After O met Christian Joy at designer Daryl K’s shop in Manhattan, style also became part of the YYY motif. Joy’s designs -- messed-up prom dresses, car-crash skirts -- would add to what the singer envisioned as her then "building personae."

"We test each other," says O of Joy’s designs. "Despite the fact that I feel that I have to live up to her ideas, her dresses, I’ll wear anything she makes for me. And she knows that. We both have the shortest attention spans."

"We like being able to make music that’s highly addictive and highly acceptable. Even though our version isn’t down the straight-and-narrow path. Our pop has that subversive angst to it."

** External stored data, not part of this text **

//! The merge engine: overlays a pending request's payload on a live entity
//! to produce the "what it would look like if approved" view.
//!
//! Display policy: admins always see the merged object (they are deciding
//! on it), the submitter sees their own proposal, everyone else sees the
//! live row. A payload that fails to decode overlays nothing; a broken
//! request must not break the page.

use sqlx::types::Json;
use uuid::Uuid;

use crate::db::models::artist::Artist;
use crate::db::models::booking::Booking;
use crate::db::models::requests::ModerationRequest;
use crate::db::models::user::User;
use crate::workflow::payload::RequestPayload;

#[derive(Debug, Clone, Copy, PartialEq, Eq)]
pub struct Viewer {
    pub user_id: Option<Uuid>,
    pub is_admin: bool,
}

impl Viewer {
    pub fn anonymous() -> Self {
        Self {
            user_id: None,
            is_admin: false,
        }
    }
}

fn sees_proposal(viewer: &Viewer, pending: &ModerationRequest) -> bool {
    viewer.is_admin || viewer.user_id == Some(pending.user_id)
}

/// Live user with a pending USER_EDIT or ROLE_CHANGE overlaid.
pub fn merged_user(live: &User, pending: &ModerationRequest) -> User {
    let mut merged = live.clone();
    let Ok(payload) = RequestPayload::decode(pending.request_type, &pending.data) else {
        return merged;
    };

    match payload {
        RequestPayload::UserEdit(p) => {
            if let Some(name) = p.name {
                merged.name = Some(name);
            }
            if let Some(location) = p.location {
                merged.location = Some(location);
            }
            if let Some(bio) = p.bio {
                merged.bio = Some(bio);
            }
            if let Some(chapters) = p.chapters {
                merged.chapters = Json(chapters);
            }
            if let Some(role) = p.role {
                merged.role = role;
            }
            if let Some(director_chapters) = p.director_chapters {
                merged.director_chapters = Some(Json(director_chapters));
            }
        }
        RequestPayload::RoleChange(p) => {
            merged.role = p.role;
            if let Some(location) = p.location {
                merged.location = Some(location);
            }
            if let Some(bio) = p.bio {
                merged.bio = Some(bio);
            }
            if let Some(chapters) = p.chapters {
                merged.chapters = Json(chapters);
            }
            if let Some(director_chapters) = p.director_chapters {
                merged.director_chapters = Some(Json(director_chapters));
            }
        }
        _ => {}
    }

    merged
}

/// Live artist with a pending ARTIST_EDIT or ARTIST_ADD overlaid. Id-set
/// fields replace the live set wholesale, never element-wise.
pub fn merged_artist(live: &Artist, pending: &ModerationRequest) -> Artist {
    let mut merged = live.clone();
    let Ok(payload) = RequestPayload::decode(pending.request_type, &pending.data) else {
        return merged;
    };

    match payload {
        RequestPayload::ArtistEdit(p) => {
            merged.name = p.name;
            merged.location = p.location.or(merged.location);
            merged.bio = p.bio.or(merged.bio);
            merged.image = p.image.or(merged.image);
            if let Some(chapters) = p.chapters {
                merged.chapters = Json(chapters);
            }
            if let Some(members) = p.members {
                merged.members = Json(members);
            }
        }
        RequestPayload::ArtistAdd(p) => {
            merged.name = p.name;
            merged.location = p.location.or(merged.location);
            merged.bio = p.bio.or(merged.bio);
            if let Some(chapters) = p.chapters {
                merged.chapters = Json(chapters);
            }
            if let Some(members) = p.members {
                merged.members = Json(members);
            }
        }
        _ => {}
    }

    merged
}

/// Live booking with a pending BOOKING_EDIT's contact fields overlaid.
/// (The proposed date set lives in the payload and is shown alongside,
/// not merged into child rows.)
pub fn merged_booking(live: &Booking, pending: &ModerationRequest) -> Booking {
    let mut merged = live.clone();
    let Ok(RequestPayload::BookingEdit(p)) =
        RequestPayload::decode(pending.request_type, &pending.data)
    else {
        return merged;
    };

    merged.name = p.name;
    merged.email = p.email;
    merged.phone = p.phone.or(merged.phone);
    merged.questions = p.questions.or(merged.questions);
    merged
}

pub fn resolve_user_view(live: &User, pending: Option<&ModerationRequest>, viewer: &Viewer) -> User {
    match pending {
        Some(request) if sees_proposal(viewer, request) => merged_user(live, request),
        Some(_) => live.clone(),
        None => live.clone(),
    }
}

pub fn resolve_artist_view(
    live: &Artist,
    pending: Option<&ModerationRequest>,
    viewer: &Viewer,
) -> Artist {
    match pending {
        Some(request) if sees_proposal(viewer, request) => merged_artist(live, request),
        Some(_) => live.clone(),
        None => live.clone(),
    }
}

pub fn resolve_booking_view(
    live: &Booking,
    pending: Option<&ModerationRequest>,
    viewer: &Viewer,
) -> Booking {
    match pending {
        Some(request) if sees_proposal(viewer, request) => merged_booking(live, request),
        Some(_) => live.clone(),
        None => live.clone(),
    }
}

#[cfg(test)]
mod tests {
    use super::*;
    use crate::db::models::artist::ImagePreference;
    use crate::db::models::requests::{EntityStatus, RequestStatus, RequestType};
    use crate::db::models::user::Role;
    use serde_json::json;

    fn live_artist(members: Vec<Uuid>) -> Artist {
        Artist {
            id: Uuid::new_v4(),
            name: "Riverside Trio".into(),
            location: Some("Portland".into()),
            bio: Some("chamber trio".into()),
            image: None,
            image_preference: ImagePreference::Provider,
            owner_id: Uuid::new_v4(),
            members: Json(members),
            status: EntityStatus::Approved,
            chapters: Json(vec![]),
            created_at: None,
        }
    }

    fn pending(request_type: RequestType, submitter: Uuid, data: serde_json::Value) -> ModerationRequest {
        ModerationRequest {
            id: Uuid::new_v4(),
            user_id: submitter,
            request_type,
            target_id: None,
            data,
            status: RequestStatus::Pending,
            created_at: None,
        }
    }

    fn live_user() -> User {
        User {
            id: Uuid::new_v4(),
            name: Some("Jordan".into()),
            email: "jordan@example.org".into(),
            password_hash: "x".into(),
            role: Role::Audience,
            image: None,
            location: Some("Salem".into()),
            bio: None,
            chapters: Json(vec![]),
            director_chapters: None,
            created_at: None,
            updated_at: None,
        }
    }

    #[test]
    fn admin_always_sees_overlay() {
        let live = live_user();
        let request = pending(
            RequestType::UserEdit,
            Uuid::new_v4(),
            json!({ "name": "Jordan Q", "bio": "new bio" }),
        );
        let viewer = Viewer {
            user_id: Some(Uuid::new_v4()),
            is_admin: true,
        };

        let view = resolve_user_view(&live, Some(&request), &viewer);
        assert_eq!(view.name.as_deref(), Some("Jordan Q"));
        assert_eq!(view.bio.as_deref(), Some("new bio"));
        // Absent fields keep live values.
        assert_eq!(view.location, live.location);
    }

    #[test]
    fn non_submitter_sees_live_row() {
        let live = live_user();
        let request = pending(
            RequestType::UserEdit,
            Uuid::new_v4(),
            json!({ "name": "Jordan Q" }),
        );
        let viewer = Viewer {
            user_id: Some(Uuid::new_v4()),
            is_admin: false,
        };

        let view = resolve_user_view(&live, Some(&request), &viewer);
        assert_eq!(view.name, live.name);
    }

    #[test]
    fn submitter_sees_own_proposal() {
        let live = live_user();
        let submitter = Uuid::new_v4();
        let request = pending(
            RequestType::RoleChange,
            submitter,
            json!({ "role": "Musician" }),
        );
        let viewer = Viewer {
            user_id: Some(submitter),
            is_admin: false,
        };

        let view = resolve_user_view(&live, Some(&request), &viewer);
        assert_eq!(view.role, Role::Musician);
    }

    #[test]
    fn malformed_payload_falls_back_to_live() {
        let live = live_artist(vec![Uuid::new_v4()]);
        // ARTIST_EDIT without a name fails to decode.
        let request = pending(RequestType::ArtistEdit, Uuid::new_v4(), json!({ "bio": 42 }));
        let viewer = Viewer {
            user_id: None,
            is_admin: true,
        };

        let view = resolve_artist_view(&live, Some(&request), &viewer);
        assert_eq!(view.name, live.name);
        assert_eq!(view.bio, live.bio);
    }

    #[test]
    fn member_set_replaces_wholesale() {
        let original_members = vec![Uuid::new_v4(), Uuid::new_v4()];
        let replacement = vec![Uuid::new_v4()];
        let live = live_artist(original_members);
        let request = pending(
            RequestType::ArtistEdit,
            Uuid::new_v4(),
            json!({ "name": "Riverside Duo", "members": replacement.clone() }),
        );

        let merged = merged_artist(&live, &request);
        assert_eq!(merged.members.0, replacement);
        assert_eq!(merged.name, "Riverside Duo");
    }

    #[test]
    fn no_pending_request_is_identity() {
        let live = live_user();
        let view = resolve_user_view(&live, None, &Viewer::anonymous());
        assert_eq!(view.name, live.name);
        assert_eq!(view.role, live.role);
    }
}
use chrono::{NaiveDate, NaiveDateTime};
use serde::{Deserialize, Serialize};
use sqlx::FromRow;
use utoipa::ToSchema;
use uuid::Uuid;

use super::artist::ImagePreference;
use super::requests::EntityStatus;

#[derive(Debug, Serialize, Deserialize, Clone, FromRow, ToSchema)]
pub struct Booking {
    pub id: Uuid,
    pub name: String,
    pub email: String,
    pub phone: Option<String>,
    pub questions: Option<String>,
    pub image: Option<String>,
    pub image_preference: ImagePreference,
    pub created_by: Uuid,
    pub status: EntityStatus,
    pub created_at: Option<NaiveDateTime>,
}

#[derive(Debug, Serialize, Deserialize, Clone, FromRow, ToSchema)]
pub struct BookingDate {
    pub id: Uuid,
    pub booking_id: Uuid,
    pub date: NaiveDate,
    pub time: String,
    pub duration: Option<String>,
    pub event_type: Option<String>,
    pub location: String,
    pub description: Option<String>,
    pub budget: Option<String>,
    /// Whether the date surfaces on the public events feed. Admin-only
    /// toggle, independent of booking approval.
    pub is_public: bool,
}

/// One proposed event date inside a booking submission or edit.
#[derive(Debug, Serialize, Deserialize, Clone, PartialEq, ToSchema)]
pub struct BookingDateInput {
    pub date: NaiveDate,
    pub time: String,
    pub duration: Option<String>,
    pub event_type: Option<String>,
    pub location: String,
    pub description: Option<String>,
    pub budget: Option<String>,
}

#[derive(Debug, Deserialize, ToSchema)]
pub struct NewBooking {
    pub name: String,
    pub email: String,
    pub phone: Option<String>,
    pub questions: Option<String>,
    #[serde(default)]
    pub dates: Vec<BookingDateInput>,
}

#[derive(Debug, Deserialize, ToSchema)]
pub struct UpdateBooking {
    pub name: String,
    pub email: String,
    pub phone: Option<String>,
    pub questions: Option<String>,
    #[serde(default)]
    pub dates: Vec<BookingDateInput>,
    #[serde(default)]
    pub admin_action: bool,
    pub review_request_id: Option<Uuid>,
}

/// A public events-feed row: a visible date joined with its booking's
/// contact name.
#[derive(Debug, Serialize, Deserialize, FromRow, ToSchema)]
pub struct PublicEvent {
    pub id: Uuid,
    pub booking_id: Uuid,
    pub date: NaiveDate,
    pub time: String,
    pub event_type: Option<String>,
    pub location: String,
    pub description: Option<String>,
    pub booking_name: String,
}
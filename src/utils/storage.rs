use std::path::PathBuf;

use tokio::fs;
use tokio::io::AsyncWriteExt;
use uuid::Uuid;

use crate::config::Config;

//
// Blob storage for uploaded media (artist photos, booking images).
// Files are stored on the local filesystem under:
//   {MEDIA_STORAGE_PATH}/{key}
// where `key` is "{uuid}.{ext}". Callers persist only the returned
// URL path; the approval workflow never touches file contents.
//

fn media_path(key: &str) -> PathBuf {
    Config::get().media_storage_path.join(key)
}

/// Store a blob and return the stable URL path it will be served from.
pub async fn put(bytes: &[u8], extension: &str) -> std::io::Result<String> {
    let dir = Config::get().media_storage_path.clone();
    fs::create_dir_all(&dir).await?;

    let key = format!("{}.{}", Uuid::new_v4(), extension);
    let mut file = fs::File::create(dir.join(&key)).await?;
    file.write_all(bytes).await?;
    file.flush().await?;

    Ok(format!("/media/{key}"))
}

/// Fetch a blob by key. Returns `None` when no such file exists.
pub async fn get(key: &str) -> std::io::Result<Option<Vec<u8>>> {
    // Keys are uuid-based filenames; refuse anything that could escape the dir.
    if key.contains('/') || key.contains("..") {
        return Ok(None);
    }

    let path = media_path(key);
    if fs::metadata(&path).await.is_err() {
        return Ok(None);
    }

    fs::read(&path).await.map(Some)
}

That version of YYY’s nasty, sleazy, crusty-ass "pop" with a dirty-dress twist has remained constant since hitting the first notes of "Bang" that September night at the Mercury Lounge they opened for The White Stripes. "It was, you know, totally explosive. Totally spot-on. From the second we hit the stage, we knew we had it. We knew that what we were doing was right and would work." It has stayed with them through 2002’s most defining moment, at SXSW where they not only packed a room with a crowd of 2,000 people, and made the cover of every Austin newspaper, but wound up (for the first time) on the cover of NME.

O insists on defining both her look and YYY’s music as "Psychic A.D.D." It’s part of the YYY joke -- a ribald sense of sexed-up, zipless-fuck, anti-romantic humor that infects her and her immediate contemporaries. She means guys like The Liars and The Rapture, who have shared in the "Brooklyn movement" getting an over-avuncular batch of press accolades for the cause of rebuilding rock.

"It’s definitely a fast-and-furious thing, the hype. It matches the urgency of the music and the scene. That’s what our song "Our Time’ was about -- a rallying call. It was about rallying for the sake of rallying. That’s part of our humor too. Our peers have that same sardonic humor, a post-graduate collegiate sense of humor based on sex, scenester-ism and such."

Fever To Tell is, surprisingly, worth its hype -- a frankly sexual, tuneful and touchably soft yet noisy freakadelicized art-punk object that may indeed be one of the best laments on not fearing love despite being fucked with, as well as one of rock’s best-ever debuts. You know.

Yeah Yeah Yeahs will play Fri., April 4, 7:30 p.m., $8-$10, all ages, with Young People and The Seconds, First Unitarian Church, 22nd and Chestnut sts., 800-594-8499.